__Input material__.
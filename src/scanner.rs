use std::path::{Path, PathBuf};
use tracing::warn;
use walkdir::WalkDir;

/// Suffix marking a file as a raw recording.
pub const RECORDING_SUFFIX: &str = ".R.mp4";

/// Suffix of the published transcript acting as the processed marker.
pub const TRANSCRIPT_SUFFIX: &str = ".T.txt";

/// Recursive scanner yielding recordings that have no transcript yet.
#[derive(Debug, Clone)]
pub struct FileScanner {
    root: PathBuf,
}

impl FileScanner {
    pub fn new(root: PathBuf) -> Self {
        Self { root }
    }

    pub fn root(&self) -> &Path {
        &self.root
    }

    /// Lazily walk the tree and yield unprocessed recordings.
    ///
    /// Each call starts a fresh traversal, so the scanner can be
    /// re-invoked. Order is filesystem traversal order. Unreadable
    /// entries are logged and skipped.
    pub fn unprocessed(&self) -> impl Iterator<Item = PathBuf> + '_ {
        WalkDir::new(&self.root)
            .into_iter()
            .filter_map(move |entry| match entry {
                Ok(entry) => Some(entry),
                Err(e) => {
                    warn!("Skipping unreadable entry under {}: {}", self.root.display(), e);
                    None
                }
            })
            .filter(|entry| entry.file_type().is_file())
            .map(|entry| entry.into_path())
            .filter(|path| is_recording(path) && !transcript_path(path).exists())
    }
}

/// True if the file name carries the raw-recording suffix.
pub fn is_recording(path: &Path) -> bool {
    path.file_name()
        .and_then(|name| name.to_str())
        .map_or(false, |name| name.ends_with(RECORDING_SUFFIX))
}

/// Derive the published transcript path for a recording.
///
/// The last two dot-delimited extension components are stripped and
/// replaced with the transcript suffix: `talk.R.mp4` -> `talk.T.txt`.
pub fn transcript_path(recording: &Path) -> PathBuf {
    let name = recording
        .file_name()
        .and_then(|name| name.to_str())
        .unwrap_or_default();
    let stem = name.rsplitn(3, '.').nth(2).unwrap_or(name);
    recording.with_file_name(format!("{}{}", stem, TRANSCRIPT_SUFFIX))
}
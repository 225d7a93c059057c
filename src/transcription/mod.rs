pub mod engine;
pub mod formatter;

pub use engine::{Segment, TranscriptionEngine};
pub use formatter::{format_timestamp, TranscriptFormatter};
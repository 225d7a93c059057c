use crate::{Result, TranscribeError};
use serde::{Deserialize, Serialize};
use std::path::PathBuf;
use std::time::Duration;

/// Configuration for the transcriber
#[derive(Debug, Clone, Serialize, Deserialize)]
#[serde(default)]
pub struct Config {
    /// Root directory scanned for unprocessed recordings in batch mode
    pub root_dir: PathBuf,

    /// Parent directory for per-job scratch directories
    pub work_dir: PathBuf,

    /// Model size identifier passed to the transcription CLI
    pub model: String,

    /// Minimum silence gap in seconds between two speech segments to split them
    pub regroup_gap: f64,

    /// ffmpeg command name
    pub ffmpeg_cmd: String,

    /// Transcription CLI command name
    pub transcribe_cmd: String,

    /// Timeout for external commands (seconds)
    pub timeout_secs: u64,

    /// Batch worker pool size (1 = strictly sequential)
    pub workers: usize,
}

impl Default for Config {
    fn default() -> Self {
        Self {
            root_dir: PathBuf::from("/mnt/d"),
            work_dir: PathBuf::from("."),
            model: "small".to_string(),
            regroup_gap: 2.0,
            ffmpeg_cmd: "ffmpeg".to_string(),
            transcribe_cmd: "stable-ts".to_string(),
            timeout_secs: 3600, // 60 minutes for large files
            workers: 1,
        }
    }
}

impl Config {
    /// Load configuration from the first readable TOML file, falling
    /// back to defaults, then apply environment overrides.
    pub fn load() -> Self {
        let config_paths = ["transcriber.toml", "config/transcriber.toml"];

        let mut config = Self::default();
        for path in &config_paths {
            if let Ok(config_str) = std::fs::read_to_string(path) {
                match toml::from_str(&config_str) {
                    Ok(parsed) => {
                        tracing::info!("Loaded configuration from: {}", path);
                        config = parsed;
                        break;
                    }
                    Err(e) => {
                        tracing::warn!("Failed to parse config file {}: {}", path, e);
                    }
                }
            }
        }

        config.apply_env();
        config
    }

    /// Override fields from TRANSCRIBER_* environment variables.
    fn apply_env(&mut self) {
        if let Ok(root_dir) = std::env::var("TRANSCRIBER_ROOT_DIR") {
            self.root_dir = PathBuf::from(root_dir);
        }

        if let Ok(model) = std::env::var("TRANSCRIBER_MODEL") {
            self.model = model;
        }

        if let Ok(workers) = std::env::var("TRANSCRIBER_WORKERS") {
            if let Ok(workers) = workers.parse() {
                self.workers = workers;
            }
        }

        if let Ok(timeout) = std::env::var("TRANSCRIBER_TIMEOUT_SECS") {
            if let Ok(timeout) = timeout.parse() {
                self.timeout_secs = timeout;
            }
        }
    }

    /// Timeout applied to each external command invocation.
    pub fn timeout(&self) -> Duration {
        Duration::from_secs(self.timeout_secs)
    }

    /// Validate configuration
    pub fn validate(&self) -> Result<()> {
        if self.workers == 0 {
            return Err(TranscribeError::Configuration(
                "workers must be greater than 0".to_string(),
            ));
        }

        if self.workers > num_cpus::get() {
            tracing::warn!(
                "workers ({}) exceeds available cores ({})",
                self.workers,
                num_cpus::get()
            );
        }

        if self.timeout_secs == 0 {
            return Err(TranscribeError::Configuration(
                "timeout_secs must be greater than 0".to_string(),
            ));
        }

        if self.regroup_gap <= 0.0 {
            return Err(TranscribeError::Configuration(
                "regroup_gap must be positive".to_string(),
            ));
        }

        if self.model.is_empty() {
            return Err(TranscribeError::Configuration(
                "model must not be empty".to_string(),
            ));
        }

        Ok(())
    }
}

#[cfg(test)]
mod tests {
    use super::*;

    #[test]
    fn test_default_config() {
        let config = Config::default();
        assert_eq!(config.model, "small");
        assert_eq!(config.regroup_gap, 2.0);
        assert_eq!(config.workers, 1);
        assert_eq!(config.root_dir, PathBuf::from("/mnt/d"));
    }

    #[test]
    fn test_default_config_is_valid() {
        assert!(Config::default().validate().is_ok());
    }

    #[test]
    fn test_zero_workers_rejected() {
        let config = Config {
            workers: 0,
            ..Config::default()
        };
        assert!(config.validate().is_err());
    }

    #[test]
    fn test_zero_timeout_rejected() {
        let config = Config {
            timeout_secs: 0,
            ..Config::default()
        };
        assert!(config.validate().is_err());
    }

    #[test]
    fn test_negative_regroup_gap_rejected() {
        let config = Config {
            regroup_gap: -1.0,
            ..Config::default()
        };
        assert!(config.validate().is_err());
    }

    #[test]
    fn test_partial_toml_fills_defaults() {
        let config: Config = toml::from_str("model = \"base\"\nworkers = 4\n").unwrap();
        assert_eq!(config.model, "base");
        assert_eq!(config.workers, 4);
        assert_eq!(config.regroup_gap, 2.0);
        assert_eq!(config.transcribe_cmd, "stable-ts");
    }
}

__Requirement__. Reading through the records above, report each line in which the string "recordings" is found.

__Written reply__.
/// Recursive scanner yielding recordings that have no transcript yet.
    /// Lazily walk the tree and yield unprocessed recordings.
    /// Root directory scanned for unprocessed recordings in batch mode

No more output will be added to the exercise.